Ontario’s new 2-per-cent tax on people who earn more than $500,000 a year is a punishment for those who show enterprise. It is a slap at those who create jobs, and wealth.
It didn’t have to happen, and might not have, but for Tim Hudak, whose simplistic approach to being Opposition Leader during a time of minority government left the New Democratic Party and its Leader, Andrea Horwath, in the driver’s seat. The NDP wishes to be seen making the rich pay, no matter how counterproductive it is to do so in a society that wishes to promote innovation and entrepreneurship.
Although the first budget of the new McGuinty government was in some respects laudably conservative (perhaps even more conservative than the budget brought in the same week by the Conservatives in Ottawa), Mr. Hudak immediately announced, in a pre-scripted burst of opposition, that he could not support it under any circumstances. There was nothing he would ask for – short of his entire election platform being implemented.
His political calculations are not difficult to read. He did not wish to be seen working with the McGuinty government. He would prefer that the Liberals be forced into bed with a left-wing party – indeed, Mr. McGuinty has already described the pairing as a “happy marriage” – and pay the electoral price, some day, for having done so.
This is not a constructive approach to being in opposition during a minority government. It hands disproportionate power to the New Democrats. An election now would be a disaster for Ontario. The province has major financial problems to address, and just came out of an election. And not a single party, including Mr. Hudak’s Progressive Conservatives, wants an election or can afford to pay for one.

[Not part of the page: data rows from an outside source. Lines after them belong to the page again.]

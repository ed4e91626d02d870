//! Dataset registration
//!
//! One object key in, one dataset out. The default registrar reads the metadata
//! document from object storage, patches a missing `creation_dt` and hands it to the
//! index together with the object's location URI.

use async_trait::async_trait;
use datakube_common::{DatasetRef, SourcesPolicy};
use serde_json::Value;
use std::sync::Arc;
use thiserror::Error;
use tracing::{debug, instrument};

use super::decoder::ObjectRecord;
use crate::{
    index::{DatasetIndex, IndexError},
    storage::{MetadataSource, StorageError},
};

/// Why a single key could not be registered
#[derive(Error, Debug)]
pub enum RegistrationError {
    #[error(transparent)]
    Storage(#[from] StorageError),

    #[error(transparent)]
    Index(#[from] IndexError),
}

/// Registers one object with the index
#[async_trait]
pub trait Registrar: Send + Sync {
    async fn register(&self, record: &ObjectRecord) -> Result<DatasetRef, RegistrationError>;
}

/// Near-real-time documents may lack `creation_dt`; fall back to `extent.center_dt`.
///
/// Returns true when the document was changed.
pub fn fill_creation_dt(document: &mut Value) -> bool {
    let Some(fields) = document.as_object() else {
        return false;
    };
    if fields.contains_key("creation_dt") {
        return false;
    }

    let Some(center_dt) = document.pointer("/extent/center_dt").cloned() else {
        return false;
    };

    match document.as_object_mut() {
        Some(fields) => {
            fields.insert("creation_dt".to_string(), center_dt);
            true
        },
        None => false,
    }
}

/// Storage-backed registrar
#[derive(Clone)]
pub struct DatasetRegistrar {
    source: Arc<dyn MetadataSource>,
    index: Arc<dyn DatasetIndex>,
    sources_policy: SourcesPolicy,
}

impl DatasetRegistrar {
    pub fn new(
        source: Arc<dyn MetadataSource>,
        index: Arc<dyn DatasetIndex>,
        sources_policy: SourcesPolicy,
    ) -> Self {
        Self {
            source,
            index,
            sources_policy,
        }
    }
}

#[async_trait]
impl Registrar for DatasetRegistrar {
    #[instrument(skip(self), fields(bucket = %record.bucket, key = %record.key))]
    async fn register(&self, record: &ObjectRecord) -> Result<DatasetRef, RegistrationError> {
        let mut document = self.source.fetch(&record.bucket, &record.key).await?;

        if fill_creation_dt(&mut document) {
            debug!("Filled missing creation_dt from extent.center_dt");
        }

        let uri = record.uri();
        let dataset = self
            .index
            .add_dataset(&document, &uri, self.sources_policy)
            .await?;

        debug!(dataset_id = %dataset.id, product = %dataset.product, uri = %uri, "Indexed dataset");
        Ok(dataset)
    }
}
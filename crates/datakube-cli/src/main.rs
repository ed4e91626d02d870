//! Datakube CLI - Main entry point

use anyhow::Context;
use clap::Parser;
use datakube_cli::{
    commands::{
        archive, deadletter,
        deadletter::DrainOptions,
        enqueue,
    },
    Cli, Commands, DeadLetterCommand,
};
use datakube_common::logging::{init_logging, LogConfig, LogLevel, LogOutput};
use datakube_orchestrator::{
    archive::Archiver,
    aws::{self, AwsConfig},
    index::HttpIndex,
    queue::SqsQueue,
    storage::S3Store,
};
use std::{path::Path, process, sync::Arc, time::Duration};
use tracing::error;

#[tokio::main]
async fn main() {
    dotenvy::dotenv().ok();

    let cli = Cli::parse();

    let log_config = LogConfig::builder()
        .level(if cli.verbose { LogLevel::Debug } else { LogLevel::Info })
        .output(LogOutput::Console)
        .log_file_prefix("datakube-cli")
        .build();

    // Environment variables take precedence
    let log_config = log_config.clone().merge_env().unwrap_or(log_config);

    // The tools work without logging
    let _ = init_logging(&log_config);

    if let Err(e) = execute_command(&cli).await {
        error!(error = %e, "Command failed");
        eprintln!("Error: {}", e);
        process::exit(1);
    }
}

fn aws_config(cli: &Cli) -> AwsConfig {
    let mut config = AwsConfig::from_env();
    config.region = cli.region.clone().or(config.region);
    config.endpoint = cli.endpoint.clone().or(config.endpoint);
    config.path_style = cli.path_style || config.path_style;
    config
}

/// Execute the CLI command
async fn execute_command(cli: &Cli) -> datakube_cli::Result<()> {
    let aws = aws_config(cli);

    match &cli.command {
        Commands::Deadletter { command } => {
            let sdk_config = aws::load_sdk_config(&aws).await;
            let sqs = aws::sqs_client(&sdk_config);

            match command {
                DeadLetterCommand::ToLive {
                    dlq,
                    queue,
                    visibility_timeout,
                    pacing_ms,
                } => {
                    let dlq = SqsQueue::resolve(sqs.clone(), dlq).await?;
                    let live = SqsQueue::resolve(sqs.clone(), queue).await?;
                    let options = DrainOptions::new(*visibility_timeout, *pacing_ms);

                    let report = deadletter::drain_to_live(&dlq, &live, &options).await?;
                    println!("Moved {} message(s) to {}", report.moved, live.name());
                },

                DeadLetterCommand::ToFile {
                    dlq,
                    file,
                    delete,
                    visibility_timeout,
                    pacing_ms,
                } => {
                    let dlq = SqsQueue::resolve(sqs.clone(), dlq).await?;
                    let options = DrainOptions::new(*visibility_timeout, *pacing_ms);

                    let report =
                        deadletter::drain_to_file(&dlq, Path::new(file), *delete, &options).await?;
                    println!(
                        "Wrote {} message(s) to {} ({} deleted)",
                        report.moved, file, report.deleted
                    );
                },

                DeadLetterCommand::Inject { queue, body } => {
                    let queue = SqsQueue::resolve(sqs.clone(), queue).await?;
                    deadletter::inject(&queue, body).await?;
                    println!("Sent 1 message to {}", queue.name());
                },

                DeadLetterCommand::Reload {
                    file,
                    queue,
                    pacing_ms,
                } => {
                    let queue = SqsQueue::resolve(sqs.clone(), queue).await?;
                    let sent = deadletter::reload_from_file(
                        &queue,
                        Path::new(file),
                        Duration::from_millis(*pacing_ms),
                    )
                    .await?;
                    println!("Sent {} message(s) to {}", sent, queue.name());
                },
            }
        },

        Commands::EnqueueKeys {
            bucket,
            prefix,
            suffix,
            limit,
            queue,
        } => {
            let sdk_config = aws::load_sdk_config(&aws).await;
            let queue = SqsQueue::resolve(aws::sqs_client(&sdk_config), queue).await?;
            let store = S3Store::new(aws::s3_client(&sdk_config, &aws));

            let sent = enqueue::run(&store, &queue, bucket, prefix, suffix, *limit).await?;
            println!("Enqueued {} key(s) to {}", sent, queue.name());
        },

        Commands::ArchiveFromFile {
            file,
            location_prefix,
            index_url,
            index_timeout,
        } => {
            let index = HttpIndex::new(index_url, Duration::from_secs(*index_timeout))
                .context("Failed to create index client")?;
            let archiver = Archiver::new(Arc::new(index));

            let report = archive::run(&archiver, Path::new(file), location_prefix).await?;
            println!(
                "Archived {} dataset(s) across {} location(s), {} failure(s)",
                report.archived, report.locations, report.failed
            );
        },
    }

    Ok(())
}
//! Retention-based archival
//!
//! For each configured `(product, retention days)` pair, datasets created strictly
//! before `now - days` are archived together with their immediate lineage sources.
//! Sources are never followed further than one level, and archiving a source never
//! archives the datasets derived from it.

use chrono::{DateTime, Duration, NaiveTime, Utc};
use datakube_common::{DatakubeError, ProductRef};
use serde::{Deserialize, Serialize};
use std::{collections::HashSet, sync::Arc};
use tracing::{error, info, instrument, warn};
use uuid::Uuid;

use crate::index::{DatasetIndex, IndexResult};

/// Default time of day for the daily archive check.
pub const DEFAULT_ARCHIVE_CHECK_TIME: &str = "01:00";

/// Parse an `HH:MM` time of day
pub fn parse_check_time(raw: &str) -> Result<NaiveTime, DatakubeError> {
    NaiveTime::parse_from_str(raw.trim(), "%H:%M").map_err(|e| {
        DatakubeError::Config(format!("invalid archive check time '{raw}' (expected HH:MM): {e}"))
    })
}

/// One retention rule
#[derive(Debug, Clone, PartialEq, Eq, Serialize, Deserialize)]
pub struct ArchivePolicy {
    pub product: ProductRef,
    pub retention_days: u32,
    pub daily_check_time: NaiveTime,
}

impl ArchivePolicy {
    pub fn new(product: impl Into<String>, retention_days: u32, daily_check_time: NaiveTime) -> Self {
        Self {
            product: ProductRef::new(product),
            retention_days,
            daily_check_time,
        }
    }

    /// Parse a `product:days` pair
    pub fn parse(raw: &str, daily_check_time: NaiveTime) -> Result<Self, DatakubeError> {
        let (product, days) = raw
            .rsplit_once(':')
            .ok_or_else(|| DatakubeError::InvalidArchivePolicy(format!("{raw} (expected product:days)")))?;

        let product = product.trim();
        if product.is_empty() {
            return Err(DatakubeError::InvalidArchivePolicy(format!("{raw} (empty product)")));
        }

        let retention_days = days.trim().parse::<u32>().map_err(|e| {
            DatakubeError::InvalidArchivePolicy(format!("{raw} (days must be a non-negative integer: {e})"))
        })?;

        Ok(Self::new(product, retention_days, daily_check_time))
    }

    /// Datasets created strictly before this instant are archived
    pub fn cutoff(&self, now: DateTime<Utc>) -> DateTime<Utc> {
        now - Duration::days(i64::from(self.retention_days))
    }
}

/// What one policy run did
#[derive(Debug, Clone, Default, PartialEq, Eq, Serialize)]
pub struct ArchiveReport {
    pub product: Option<ProductRef>,
    /// Datasets older than the cutoff
    pub expired: usize,
    /// Everything archived, sources included
    pub archived: Vec<Uuid>,
}

/// Outcome of archiving the datasets at a list of locations
#[derive(Debug, Clone, Default, PartialEq, Eq, Serialize)]
pub struct LocationReport {
    pub locations: usize,
    pub archived: usize,
    pub failed: usize,
}

/// Runs archive policies against the index
#[derive(Clone)]
pub struct Archiver {
    index: Arc<dyn DatasetIndex>,
    refresh_dashboard: bool,
}

impl Archiver {
    pub fn new(index: Arc<dyn DatasetIndex>) -> Self {
        Self {
            index,
            refresh_dashboard: false,
        }
    }

    pub fn with_dashboard_refresh(mut self, enabled: bool) -> Self {
        self.refresh_dashboard = enabled;
        self
    }

    /// Apply one policy as of `now`
    #[instrument(skip(self, policy), fields(product = %policy.product, days = policy.retention_days))]
    pub async fn run_policy(&self, policy: &ArchivePolicy, now: DateTime<Utc>) -> IndexResult<ArchiveReport> {
        let cutoff = policy.cutoff(now);
        let expired: Vec<_> = self
            .index
            .search_datasets(&policy.product, DateTime::<Utc>::UNIX_EPOCH, cutoff)
            .await?
            .into_iter()
            .filter(|dataset| dataset.creation_time.is_some_and(|created| created < cutoff))
            .collect();

        let mut report = ArchiveReport {
            product: Some(policy.product.clone()),
            expired: expired.len(),
            archived: Vec::new(),
        };

        if expired.is_empty() {
            info!("No datasets to archive");
            return Ok(report);
        }

        let mut seen = HashSet::new();
        for dataset in &expired {
            for source in self.index.dataset_sources(dataset.id).await? {
                if seen.insert(source.id) {
                    report.archived.push(source.id);
                }
            }
            if seen.insert(dataset.id) {
                report.archived.push(dataset.id);
            }
        }

        info!(
            datasets = ?expired.iter().map(|d| d.id).collect::<Vec<_>>(),
            total = report.archived.len(),
            "Archiving datasets"
        );
        self.index.archive_datasets(&report.archived).await?;
        self.index.update_product_range(&policy.product).await?;

        if self.refresh_dashboard {
            if let Err(e) = self.index.refresh_dashboard(std::slice::from_ref(&policy.product)).await {
                warn!(error = %e, "Failed to refresh dashboard after archival");
            }
        }

        Ok(report)
    }

    /// Archive whatever the index holds at each location URI
    pub async fn archive_locations<I>(&self, locations: I) -> LocationReport
    where
        I: IntoIterator<Item = String>,
    {
        let mut report = LocationReport::default();

        for uri in locations {
            report.locations += 1;

            let datasets = match self.index.datasets_for_location(&uri).await {
                Ok(datasets) => datasets,
                Err(e) => {
                    error!(uri = %uri, error = %e, "Failed to look up datasets");
                    report.failed += 1;
                    continue;
                },
            };

            if datasets.is_empty() {
                warn!(uri = %uri, "No datasets at location");
                continue;
            }

            for dataset in datasets {
                match self.index.archive_datasets(&[dataset.id]).await {
                    Ok(()) => {
                        info!(uri = %uri, dataset_id = %dataset.id, "Archived dataset");
                        report.archived += 1;
                    },
                    Err(e) => {
                        error!(uri = %uri, dataset_id = %dataset.id, error = %e, "Failed to archive dataset");
                        report.failed += 1;
                    },
                }
            }
        }

        report
    }
}

#[cfg(test)]
#[allow(clippy::unwrap_used, clippy::expect_used)]
mod tests {
    use super::*;
    use crate::index::{IndexError, InMemoryIndex};
    use async_trait::async_trait;
    use chrono::TimeZone;
    use datakube_common::{DatasetRef, SourcesPolicy};
    use serde_json::Value;

    /// Delegates to an in-memory index but fails every search for one product
    struct BrokenProduct {
        inner: Arc<InMemoryIndex>,
        broken: ProductRef,
    }

    #[async_trait]
    impl DatasetIndex for BrokenProduct {
        async fn add_dataset(&self, doc: &Value, uri: &str, policy: SourcesPolicy) -> IndexResult<DatasetRef> {
            self.inner.add_dataset(doc, uri, policy).await
        }

        async fn search_datasets(
            &self,
            product: &ProductRef,
            from: DateTime<Utc>,
            to: DateTime<Utc>,
        ) -> IndexResult<Vec<DatasetRef>> {
            if product == &self.broken {
                return Err(IndexError::Rejected("search unavailable".to_string()));
            }
            self.inner.search_datasets(product, from, to).await
        }

        async fn dataset_sources(&self, id: Uuid) -> IndexResult<Vec<DatasetRef>> {
            self.inner.dataset_sources(id).await
        }

        async fn archive_datasets(&self, ids: &[Uuid]) -> IndexResult<()> {
            self.inner.archive_datasets(ids).await
        }

        async fn datasets_for_location(&self, uri: &str) -> IndexResult<Vec<DatasetRef>> {
            self.inner.datasets_for_location(uri).await
        }

        async fn update_product_range(&self, product: &ProductRef) -> IndexResult<()> {
            self.inner.update_product_range(product).await
        }

        async fn refresh_dashboard(&self, products: &[ProductRef]) -> IndexResult<()> {
            self.inner.refresh_dashboard(products).await
        }
    }

    fn check_time() -> NaiveTime {
        parse_check_time("01:00").unwrap()
    }

    fn now() -> DateTime<Utc> {
        Utc.with_ymd_and_hms(2020, 6, 1, 12, 0, 0).unwrap()
    }

    fn dataset(product: &str, age_days: i64) -> DatasetRef {
        DatasetRef::new(Uuid::new_v4(), ProductRef::new(product))
            .with_creation_time(now() - Duration::days(age_days))
    }

    #[test]
    fn test_parse_policy() {
        let policy = ArchivePolicy::parse("s2_nrt_wofs:30", check_time()).unwrap();
        assert_eq!(policy.product.name(), "s2_nrt_wofs");
        assert_eq!(policy.retention_days, 30);

        assert!(ArchivePolicy::parse("s2_nrt_wofs", check_time()).is_err());
        assert!(ArchivePolicy::parse("s2_nrt_wofs:-1", check_time()).is_err());
        assert!(ArchivePolicy::parse(":30", check_time()).is_err());
        assert!(ArchivePolicy::parse("wofs:thirty", check_time()).is_err());
    }

    #[test]
    fn test_parse_check_time() {
        assert_eq!(parse_check_time("01:00").unwrap(), NaiveTime::from_hms_opt(1, 0, 0).unwrap());
        assert_eq!(parse_check_time("23:59").unwrap(), NaiveTime::from_hms_opt(23, 59, 0).unwrap());
        assert!(parse_check_time("25:00").is_err());
        assert!(parse_check_time("1am").is_err());
    }

    #[tokio::test]
    async fn test_only_expired_datasets_and_their_sources_are_archived() {
        let index = Arc::new(InMemoryIndex::new());
        let source = dataset("s2_ard_granule", 45);
        let fresh = dataset("s2_nrt_wofs", 10);
        let stale = dataset("s2_nrt_wofs", 40);
        let fresh_source = dataset("s2_ard_granule", 12);
        index.insert(source.clone(), None, &[]);
        index.insert(fresh_source.clone(), None, &[]);
        index.insert(fresh.clone(), None, &[fresh_source.id]);
        index.insert(stale.clone(), None, &[source.id]);

        let archiver = Archiver::new(index.clone());
        let policy = ArchivePolicy::new("s2_nrt_wofs", 30, check_time());
        let report = archiver.run_policy(&policy, now()).await.unwrap();

        assert_eq!(report.expired, 1);
        assert_eq!(report.archived, vec![source.id, stale.id]);
        assert!(index.is_archived(stale.id));
        assert!(index.is_archived(source.id));
        assert!(!index.is_archived(fresh.id));
        assert!(!index.is_archived(fresh_source.id));
        assert_eq!(index.range_updates(), vec![ProductRef::new("s2_nrt_wofs")]);
    }

    #[tokio::test]
    async fn test_archiving_a_source_never_archives_derived_datasets() {
        let index = Arc::new(InMemoryIndex::new());
        let source = dataset("s2_ard_granule", 40);
        let derived = dataset("s2_nrt_wofs", 5);
        index.insert(source.clone(), None, &[]);
        index.insert(derived.clone(), None, &[source.id]);

        let policy = ArchivePolicy::new("s2_ard_granule", 30, check_time());
        Archiver::new(index.clone()).run_policy(&policy, now()).await.unwrap();

        assert!(index.is_archived(source.id));
        assert!(!index.is_archived(derived.id));
    }

    #[tokio::test]
    async fn test_shared_sources_are_archived_once() {
        let index = Arc::new(InMemoryIndex::new());
        let source = dataset("s2_ard_granule", 60);
        let first = dataset("s2_nrt_wofs", 50);
        let second = dataset("s2_nrt_wofs", 40);
        index.insert(source.clone(), None, &[]);
        index.insert(first.clone(), None, &[source.id]);
        index.insert(second.clone(), None, &[source.id]);

        let policy = ArchivePolicy::new("s2_nrt_wofs", 30, check_time());
        let report = Archiver::new(index.clone()).run_policy(&policy, now()).await.unwrap();

        assert_eq!(report.archived.len(), 3);
        assert_eq!(index.archive_calls().len(), 1);
    }

    #[tokio::test]
    async fn test_nothing_expired_is_a_no_op() {
        let index = Arc::new(InMemoryIndex::new());
        index.insert(dataset("s2_nrt_wofs", 10), None, &[]);

        let policy = ArchivePolicy::new("s2_nrt_wofs", 30, check_time());
        let report = Archiver::new(index.clone()).run_policy(&policy, now()).await.unwrap();

        assert_eq!(report.expired, 0);
        assert!(index.archive_calls().is_empty());
        assert!(index.range_updates().is_empty());
    }

    #[tokio::test]
    async fn test_dataset_exactly_at_cutoff_is_kept() {
        let index = Arc::new(InMemoryIndex::new());
        let boundary = dataset("s2_nrt_wofs", 30);
        index.insert(boundary.clone(), None, &[]);

        let policy = ArchivePolicy::new("s2_nrt_wofs", 30, check_time());
        Archiver::new(index.clone()).run_policy(&policy, now()).await.unwrap();

        assert!(!index.is_archived(boundary.id));
    }

    #[tokio::test]
    async fn test_failing_policy_does_not_block_others() {
        let index = Arc::new(InMemoryIndex::new());
        let stale = dataset("s2_nrt_wofs", 40);
        index.insert(stale.clone(), None, &[]);

        let broken = Arc::new(BrokenProduct {
            inner: index.clone(),
            broken: ProductRef::new("s2_nrt_fc"),
        });

        let archiver = Archiver::new(broken).with_dashboard_refresh(true);
        let failed = archiver
            .run_policy(&ArchivePolicy::new("s2_nrt_fc", 30, check_time()), now())
            .await;
        let report = archiver
            .run_policy(&ArchivePolicy::new("s2_nrt_wofs", 30, check_time()), now())
            .await
            .unwrap();

        assert!(failed.is_err());
        assert_eq!(report.product, Some(ProductRef::new("s2_nrt_wofs")));
        assert!(index.is_archived(stale.id));
        assert_eq!(index.dashboard_refreshes(), vec![vec![ProductRef::new("s2_nrt_wofs")]]);
    }

    #[tokio::test]
    async fn test_archive_locations_counts_outcomes() {
        let index = Arc::new(InMemoryIndex::new());
        let registered = dataset("ls8_usgs_level1", 3);
        index.insert(registered.clone(), Some("s3://deafrica-data/usgs/a.xml"), &[]);

        let report = Archiver::new(index.clone())
            .archive_locations(vec![
                "s3://deafrica-data/usgs/a.xml".to_string(),
                "s3://deafrica-data/usgs/missing.xml".to_string(),
            ])
            .await;

        assert_eq!(
            report,
            LocationReport {
                locations: 2,
                archived: 1,
                failed: 0
            }
        );
        assert!(index.is_archived(registered.id));
    }
}
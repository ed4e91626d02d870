//! Configuration management

use chrono::NaiveTime;
use datakube_common::SourcesPolicy;
use serde::{Deserialize, Serialize};
use std::time::Duration;

use crate::{
    archive::{parse_check_time, ArchivePolicy},
    aws::AwsConfig,
    cli::{BodyFormatArg, Cli},
    index::http::DEFAULT_INDEX_TIMEOUT_SECS,
    ingest::BodyFormat,
    queue::{ReceiveOptions, MAX_RECEIVE_BATCH, MAX_WAIT_TIME_SECS},
};

// ============================================================================
// Queue Configuration Constants
// ============================================================================

/// Default seconds between queue drains.
pub const DEFAULT_POLL_INTERVAL_SECS: u64 = 60;

/// Default long-poll wait per receive (the SQS maximum).
pub const DEFAULT_WAIT_TIME_SECS: i32 = 20;

/// Default visibility timeout (the SQS queue default).
pub const DEFAULT_VISIBILITY_TIMEOUT_SECS: i32 = 30;

/// Default messages per receive.
pub const DEFAULT_MAX_MESSAGES: i32 = 1;

/// Orchestrator configuration
#[derive(Debug, Clone, Serialize, Deserialize)]
pub struct OrchestratorConfig {
    pub queue: QueueConfig,
    pub ingest: IngestConfig,
    pub archive: ArchiveConfig,
    pub index: IndexConfig,
    pub aws: AwsConfig,
    /// Refresh the dashboard whenever product ranges are recomputed
    pub refresh_dashboard: bool,
    /// Drain once and exit
    pub drain_and_exit: bool,
}

/// Live queue configuration
#[derive(Debug, Clone, Serialize, Deserialize)]
pub struct QueueConfig {
    pub name: Option<String>,
    pub poll_interval_secs: u64,
    pub wait_time_secs: i32,
    pub visibility_timeout_secs: i32,
    pub max_messages: i32,
}

/// How messages turn into registrations
#[derive(Debug, Clone, Serialize, Deserialize)]
pub struct IngestConfig {
    pub sources_policy: SourcesPolicy,
    pub prefix_filters: Vec<String>,
    pub body_format: BodyFormat,
}

/// Archive configuration
#[derive(Debug, Clone, Serialize, Deserialize)]
pub struct ArchiveConfig {
    pub policies: Vec<ArchivePolicy>,
    pub daily_check_time: NaiveTime,
}

/// Index service configuration
#[derive(Debug, Clone, Serialize, Deserialize)]
pub struct IndexConfig {
    pub url: String,
    pub timeout_secs: u64,
}

impl OrchestratorConfig {
    /// Build configuration from parsed arguments. `.env` is loaded before parsing.
    pub fn from_cli(cli: &Cli) -> anyhow::Result<Self> {
        let daily_check_time = parse_check_time(&cli.archive_check_time)?;

        let policies = cli
            .archive
            .iter()
            .map(|raw| ArchivePolicy::parse(raw, daily_check_time))
            .collect::<Result<Vec<_>, _>>()?;

        let body_format = match cli.body_format {
            BodyFormatArg::Notification => BodyFormat::Notification,
            BodyFormatArg::ObjectKey => BodyFormat::ObjectKey {
                bucket: cli.object_bucket.clone().ok_or_else(|| {
                    anyhow::anyhow!("--object-bucket is required with --body-format object-key")
                })?,
            },
        };

        let mut aws = AwsConfig::from_env();
        aws.region = cli.region.clone().or(aws.region);
        aws.endpoint = cli.endpoint.clone().or(aws.endpoint);
        aws.path_style = cli.path_style || aws.path_style;

        let config = Self {
            queue: QueueConfig {
                name: cli.queue.clone(),
                poll_interval_secs: cli.poll_time,
                wait_time_secs: cli.wait_time,
                visibility_timeout_secs: cli.visibility_timeout,
                max_messages: cli.max_messages,
            },
            ingest: IngestConfig {
                sources_policy: cli.sources_policy.parse()?,
                prefix_filters: cli.prefix.clone(),
                body_format,
            },
            archive: ArchiveConfig {
                policies,
                daily_check_time,
            },
            index: IndexConfig {
                url: cli.index_url.clone(),
                timeout_secs: cli.index_timeout.unwrap_or(DEFAULT_INDEX_TIMEOUT_SECS),
            },
            aws,
            refresh_dashboard: cli.cubedash,
            drain_and_exit: cli.drain_and_exit,
        };

        config.validate()?;

        Ok(config)
    }

    /// Validate configuration
    pub fn validate(&self) -> anyhow::Result<()> {
        if let Some(name) = &self.queue.name {
            if name.trim().is_empty() {
                anyhow::bail!("Queue name cannot be empty");
            }
        }

        if self.queue.name.is_none() && self.drain_and_exit {
            anyhow::bail!("Drain-and-exit mode needs a queue");
        }

        if self.queue.name.is_none() && self.archive.policies.is_empty() {
            anyhow::bail!("Nothing to do: configure a queue, an archive policy, or both");
        }

        if !(1..=MAX_RECEIVE_BATCH).contains(&self.queue.max_messages) {
            anyhow::bail!(
                "Max messages per receive must be between 1 and {} (got {})",
                MAX_RECEIVE_BATCH,
                self.queue.max_messages
            );
        }

        if !(0..=MAX_WAIT_TIME_SECS).contains(&self.queue.wait_time_secs) {
            anyhow::bail!(
                "Wait time must be between 0 and {} seconds (got {})",
                MAX_WAIT_TIME_SECS,
                self.queue.wait_time_secs
            );
        }

        if self.queue.visibility_timeout_secs < 0 {
            anyhow::bail!("Visibility timeout cannot be negative");
        }

        if self.queue.poll_interval_secs == 0 {
            anyhow::bail!("Poll interval must be greater than 0");
        }

        if self.index.url.is_empty() {
            anyhow::bail!("Index URL cannot be empty");
        }

        if self.index.timeout_secs == 0 {
            anyhow::bail!("Index timeout must be greater than 0");
        }

        if self.refresh_dashboard && self.queue.name.is_none() && self.archive.policies.is_empty() {
            tracing::warn!("Dashboard refresh enabled but nothing will trigger it");
        }

        Ok(())
    }

    pub fn receive_options(&self) -> ReceiveOptions {
        ReceiveOptions::new(
            self.queue.max_messages,
            self.queue.wait_time_secs,
            self.queue.visibility_timeout_secs,
        )
    }

    pub fn poll_interval(&self) -> Duration {
        Duration::from_secs(self.queue.poll_interval_secs)
    }

    pub fn index_timeout(&self) -> Duration {
        Duration::from_secs(self.index.timeout_secs)
    }
}
//! Datakube Common Library
#![deny(clippy::unwrap_used, clippy::expect_used)]
//!
//! Shared types, utilities, and error handling for the Datakube orchestration tools.
//!
//! # Overview
//!
//! This crate provides common functionality used across all workspace members:
//!
//! - **Error Handling**: Common error type and result alias
//! - **Checksums**: MD5 helpers matching the queue service's `MD5OfBody`
//! - **Logging**: Centralised `tracing` subscriber configuration
//! - **Types**: Products, dataset references, and source-handling policies
//!
//! # Example
//!
//! ```no_run
//! use datakube_common::checksum::ensure_md5;
//!
//! let body = r#"{"Message": "{}"}"#;
//! let claimed = "0c8b5e06a1f4e0e3e0c0f1a1b9d4b3c2";
//! if let Err(e) = ensure_md5(body.as_bytes(), claimed) {
//!     tracing::warn!(error = %e, "checksum mismatch");
//! }
//! ```

pub mod checksum;
pub mod error;
pub mod logging;
pub mod types;

// Re-export commonly used types
pub use error::{DatakubeError, Result};
pub use types::{DatasetRef, ProductRef, SourcesPolicy};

Mr. Hudak could have said, “We think this is a dangerously flawed budget, and we have some proposals to fix those flaws, in the interests of Ontarians. We’re prepared to put the interests of the province first.” His party would have taken centre stage. If it felt, for instance, that the Liberals’ stand on pay for doctors, teachers and civil servants was not severe enough, it could have pushed for more restraint. The NDP might have been shunted off to the side. The Liberals might not have accepted the New Democrat proposal of a 2-per-cent tax on high-income earners if Mr. Hudak had given it an option.
This kind of narrow, political self-interest annoys and angers voters. When political calculation seems divorced from the public interest, what sort of politics is that? Why not – gasp! – try to work together?
Ontario Finance Minister Dwight Duncan calls the tax the “NDP tax bracket,” and Ms. Horwath calls it the “fairness tax.” But really, it should be called the Hudak Tax, in honour of the man who helped bring it about.